Los ancianos, algunos no hablaban castellano, se recluían en sí mismos, esperando la muerte, casi como los ancianos esquimales que se adentraban en la tundra ártica para ser devorados por los lobos. Pero resucitaban de su desmayo o regresaban de su ausencia al vernos llegar: les llegaba el tiempo de hablar en voz alta del país que abandonaron en su juventud, para mejorar las precarias condiciones de vida a las que fueron abocados por las guerras civiles del siglo XIX en Araba, Bizkaia, Gipuzkoa, Nabarra e Iparralde, por la resistencia a cumplir el servicio militar impuestos por Francia y España. Sin Fueros, la bendita ley original, fueron expuestos a la afrenta. Y a la expatriación.

Recuerdo a uno de los ancianos, más agudo en su comunicación, de Goizueta. En una mezcla de euskera y castellano gauchesco, comentaba de las mafias establecidas para animar la emigración al Uruguay: hombres vestidos elegantemente, con relojes de oro colgando al cinto, luciendo sombreros de copa de castor y botas de cuero, les instaban a montar en veleros -¿pateras atlánticas?-, que partían de Burdeos, Baiona o Pasaia y en apenas tres meses (lo recalcaba con sarcasmo) en los que dormías en cubierta y comías ratas, llegabas a la tierra prometida, tras sufrir un desembarco nocturno, peligroso, clandestino.

Pero había trabajo y la mayoría eligió el oficio de pastor. Muchos de ellos, devorados por la nostalgia que es la antesala de la soledad, se convirtieron en bertsolaris, como el gran Iparragirre. Cantaban en las pulperías para no llorar, porque desconocían el mensaje de la estrella del sur y ellos, hijos de las montañas y el mar, temían aquella pampa infinita de hierba verde.

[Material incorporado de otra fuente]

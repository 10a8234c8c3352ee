//! Unified precedence resolution for configuration and state.
//!
//! This module provides a single entry point for resolving both
//! configuration preferences and runtime state (including the API token)
//! with proper precedence.
//!
//! ## Token Precedence (highest to lowest)
//!
//! 1. `WP_API_TOKEN` environment variable
//! 2. Profile state.kdl (`~/.local/share/waypoint/<profile-hash>/state.kdl`)
//! 3. System state.kdl (`~/.local/share/waypoint/state.kdl`)
//!
//! ## Config Precedence (highest to lowest)
//!
//! 1. CLI flags (passed at runtime)
//! 2. Profile config.kdl
//! 3. System config.kdl (`~/.config/waypoint/config.kdl`)
//! 4. Built-in defaults

use crate::Result;
use crate::config::schema::mask_token;
use crate::config::{OutputFormat, SyncMode};
use crate::store::Store;

/// Environment variable name for the API token override.
pub const API_TOKEN_ENV: &str = "WP_API_TOKEN";

/// Tracks where a resolved value came from.
#[derive(Debug, Clone, PartialEq, Eq)]
pub enum ValueSource {
    /// Value from environment variable
    EnvVar(String),
    /// Value from profile-level config/state
    Profile,
    /// Value from system-level config/state
    System,
    /// Value from CLI flag
    CliFlag,
    /// Built-in default value
    Default,
}

impl std::fmt::Display for ValueSource {
    fn fmt(&self, f: &mut std::fmt::Formatter<'_>) -> std::fmt::Result {
        match self {
            ValueSource::EnvVar(name) => write!(f, "env:{}", name),
            ValueSource::Profile => write!(f, "profile"),
            ValueSource::System => write!(f, "system"),
            ValueSource::CliFlag => write!(f, "cli"),
            ValueSource::Default => write!(f, "default"),
        }
    }
}

/// A resolved value with its source.
#[derive(Debug, Clone)]
pub struct Resolved<T> {
    /// The resolved value
    pub value: T,
    /// Where the value came from
    pub source: ValueSource,
}

impl<T> Resolved<T> {
    /// Create a new resolved value.
    pub fn new(value: T, source: ValueSource) -> Self {
        Self { value, source }
    }
}

/// Fully resolved configuration with source tracking.
#[derive(Debug, Clone)]
pub struct ResolvedConfig {
    /// Output format preference
    pub output_format: Resolved<OutputFormat>,
    /// Base URL of the remote progress API
    pub backend_url: Option<Resolved<String>>,
    /// Backing mode for the progress facade
    pub sync_mode: Resolved<SyncMode>,
}

impl Default for ResolvedConfig {
    fn default() -> Self {
        Self {
            output_format: Resolved::new(OutputFormat::Json, ValueSource::Default),
            backend_url: None,
            sync_mode: Resolved::new(SyncMode::Local, ValueSource::Default),
        }
    }
}

impl ResolvedConfig {
    /// Get the output format value.
    pub fn output_format(&self) -> &OutputFormat {
        &self.output_format.value
    }

    /// Get the backend URL, if set.
    pub fn backend_url(&self) -> Option<&str> {
        self.backend_url.as_ref().map(|r| r.value.as_str())
    }

    /// Get the sync mode value.
    pub fn sync_mode(&self) -> &SyncMode {
        &self.sync_mode.value
    }
}

/// Fully resolved state with source tracking.
#[derive(Debug, Clone, Default)]
pub struct ResolvedState {
    /// API token for the progress API
    pub api_token: Option<Resolved<String>>,
    /// Whether the token came from an environment variable
    pub token_from_env: bool,
}

impl ResolvedState {
    /// Get the token value, if set.
    pub fn token(&self) -> Option<&str> {
        self.api_token.as_ref().map(|r| r.value.as_str())
    }

    /// Get the masked token for display purposes.
    pub fn masked_token(&self) -> Option<String> {
        self.api_token.as_ref().map(|r| mask_token(&r.value))
    }

    /// Check if a token is available.
    pub fn has_token(&self) -> bool {
        self.api_token.is_some()
    }

    /// Get the source of the token, if set.
    pub fn token_source(&self) -> Option<&ValueSource> {
        self.api_token.as_ref().map(|r| &r.source)
    }
}

/// CLI overrides for configuration resolution.
#[derive(Debug, Clone, Default)]
pub struct ConfigOverrides {
    /// Output format override from CLI flag
    pub output_format: Option<OutputFormat>,
    /// Backend URL override from CLI flag
    pub backend_url: Option<String>,
    /// Sync mode override from CLI flag
    pub sync_mode: Option<SyncMode>,
}

impl ConfigOverrides {
    /// Create empty overrides.
    pub fn new() -> Self {
        Self::default()
    }

    /// Set output format override.
    pub fn with_output_format(mut self, format: OutputFormat) -> Self {
        self.output_format = Some(format);
        self
    }

    /// Set backend URL override.
    pub fn with_backend_url(mut self, url: impl Into<String>) -> Self {
        self.backend_url = Some(url.into());
        self
    }

    /// Set sync mode override.
    pub fn with_sync_mode(mut self, mode: SyncMode) -> Self {
        self.sync_mode = Some(mode);
        self
    }
}

/// Resolve configuration with the full precedence chain.
///
/// Precedence (highest to lowest):
/// 1. CLI flags (from `overrides`)
/// 2. Profile config.kdl
/// 3. System config.kdl
/// 4. Built-in defaults
pub fn resolve_config(store: &Store, overrides: &ConfigOverrides) -> Result<ResolvedConfig> {
    let mut result = ResolvedConfig::default();

    let system_config = Store::read_system_config()?;
    let profile_config = store.read_config()?;

    // Resolve output_format
    if let Some(ref format) = overrides.output_format {
        result.output_format = Resolved::new(format.clone(), ValueSource::CliFlag);
    } else if let Some(ref format) = profile_config.output_format {
        result.output_format = Resolved::new(format.clone(), ValueSource::Profile);
    } else if let Some(ref format) = system_config.output_format {
        result.output_format = Resolved::new(format.clone(), ValueSource::System);
    }
    // else: remains Default (Json)

    // Resolve backend_url
    if let Some(ref url) = overrides.backend_url {
        result.backend_url = Some(Resolved::new(url.clone(), ValueSource::CliFlag));
    } else if let Some(ref url) = profile_config.backend_url {
        result.backend_url = Some(Resolved::new(url.clone(), ValueSource::Profile));
    } else if let Some(ref url) = system_config.backend_url {
        result.backend_url = Some(Resolved::new(url.clone(), ValueSource::System));
    }
    // else: remains None (no default backend)

    // Resolve sync_mode
    if let Some(ref mode) = overrides.sync_mode {
        result.sync_mode = Resolved::new(mode.clone(), ValueSource::CliFlag);
    } else if let Some(ref mode) = profile_config.sync_mode {
        result.sync_mode = Resolved::new(mode.clone(), ValueSource::Profile);
    } else if let Some(ref mode) = system_config.sync_mode {
        result.sync_mode = Resolved::new(mode.clone(), ValueSource::System);
    }
    // else: remains Default (Local)

    Ok(result)
}

/// Resolve state with the full precedence chain.
///
/// Token precedence (highest to lowest):
/// 1. `WP_API_TOKEN` environment variable
/// 2. Profile state.kdl
/// 3. System state.kdl
pub fn resolve_state(store: &Store) -> Result<ResolvedState> {
    let mut result = ResolvedState::default();

    // Check environment variable first (highest precedence)
    if let Ok(token) = std::env::var(API_TOKEN_ENV) {
        if !token.is_empty() {
            result.api_token = Some(Resolved::new(
                token,
                ValueSource::EnvVar(API_TOKEN_ENV.to_string()),
            ));
            result.token_from_env = true;
            return Ok(result);
        }
    }

    let profile_state = store.read_state()?;
    if let Some(ref token) = profile_state.api_token {
        result.api_token = Some(Resolved::new(token.clone(), ValueSource::Profile));
        return Ok(result);
    }

    let system_state = Store::read_system_state()?;
    if let Some(ref token) = system_state.api_token {
        result.api_token = Some(Resolved::new(token.clone(), ValueSource::System));
        return Ok(result);
    }

    // No token found anywhere
    Ok(result)
}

Aquel hombre, cuando se guarecía del sol bajo los ombúes, con sus ovejas, cerraba los ojos para ver los manzanos del huerto de su caserío, los bosques de robles, el río Urumea, flexible hilo de plata, no tan grande como el de la Plata que semejaba un mar. De Goizueta (pronunciaba el nombre del pueblo como si cantara una melodía), el río sagrado donde se bañaban los guerreros vascones, los que vencieron a un emperador de Europa que osó incendiar Iruñea, bajaba por las montañas verdes de Nabarra y Gipuzkoa para morir en el mar de los vascos, el de los oleajes turbulentos.

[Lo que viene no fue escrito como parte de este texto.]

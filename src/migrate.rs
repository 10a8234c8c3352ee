//! Schema migration for stored records.
//!
//! At open time the stored `version` record is compared against
//! [`SCHEMA_VERSION`]; on a mismatch the registered steps for that
//! transition run, then the new version is stamped. The step table is the
//! extensible hook - the only transition known today needs no data
//! transform beyond the stamp.

use serde_json::Value;

use crate::Result;
use crate::models::{RecordKey, SCHEMA_VERSION};
use crate::store::Store;

/// Bring stored records up to the current schema version.
///
/// Runs at facade open time, before any other record access. A store
/// already at the current version is left untouched.
pub fn run(store: &Store) -> Result<()> {
    let stamped = store.record_path(RecordKey::Version).exists();
    let stored = store
        .get(RecordKey::Version)
        .as_str()
        .map(str::to_string)
        .unwrap_or_default();

    if stamped && stored == SCHEMA_VERSION {
        return Ok(());
    }

    eprintln!(
        "Migrating data from version {:?} to {}",
        stored, SCHEMA_VERSION
    );
    apply_steps(store, &stored);

    store.save(RecordKey::Version, &Value::String(SCHEMA_VERSION.to_string()));
    Ok(())
}

/// Apply the migration steps registered for a version transition.
fn apply_steps(_store: &Store, from_version: &str) {
    match from_version {
        // 1.0 kept the same record shapes; xp and lastSync records are
        // created lazily on first read, so only the stamp is needed.
        "1.0" => {}
        _ => {}
    }
}

#[cfg(test)]
mod tests {
    use super::*;
    use crate::test_utils::TestEnv;
    use serde_json::json;
    use std::fs;

    #[test]
    fn test_current_version_is_untouched() {
        let env = TestEnv::new();
        let store = env.init_store();

        run(&store).unwrap();
        assert_eq!(store.get(RecordKey::Version), json!(SCHEMA_VERSION));
    }

    #[test]
    fn test_old_version_is_stamped() {
        let env = TestEnv::new();
        let store = env.init_store();

        store.save(RecordKey::Version, &json!("1.0"));
        run(&store).unwrap();

        assert_eq!(store.get(RecordKey::Version), json!(SCHEMA_VERSION));
    }

    #[test]
    fn test_migration_preserves_existing_records() {
        let env = TestEnv::new();
        let store = env.init_store();

        store.save(RecordKey::Progress, &json!({"1": true}));
        store.save(RecordKey::Version, &json!("1.0"));

        run(&store).unwrap();

        assert_eq!(store.get(RecordKey::Progress), json!({"1": true}));
    }

    #[test]
    fn test_missing_version_record_is_stamped() {
        let env = TestEnv::new();
        let store = env.init_store();

        fs::remove_file(store.record_path(RecordKey::Version)).unwrap();
        run(&store).unwrap();

        assert!(store.record_path(RecordKey::Version).exists());
        assert_eq!(store.get(RecordKey::Version), json!(SCHEMA_VERSION));
    }
}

Con los primeros ahorros se fue a buscar una mujer de su tierra, la encontró, y con ella regresó a la pampa porque en Goizueta (el nombre se mascaba ahora con dolor) no había futuro. Pendiente estaba la llamada del servicio militar, el caserío paternal en manos de un hermano que apenas daba de comer a su familia. Todo me regresó a Uruguay otra vez, musitaba el anciano. Y eso no era malo, simplemente que su corazón quería regresar al lar natal, como en el poema de Iparragirre. Al rememorar su vida, así fuera ante una niña que lo observaba asombrada porque era hija de la pampa y la estrella del sur y apenas adivinaba cómo podían ser las montañas, se volvía joven. Desaparecían las arrugas de su cara, aumentaba el brillo de sus ojos, el timbre de su voz, resultaba musical. Recordando en voz alta, revivía ante su interlocutor. Traspasaba la frontera de la nostalgia, espantaba la soledad y se asentaba nuevamente en la vida. Se le iba la añoranza y le venía la esperanza. Dejaba de estar solo en el mundo para encontrarse en el centro del mismo. En esa trasmisión verbal hubo un gesto de eternidad: “... Ve a Goizueta, pon una argizaoila para que mis antepasados me reciban. Así completaré el recorrido de mi destierro y soledad. Y no estaré solo sino con los míos, que tampoco estarán solos sin mí...”.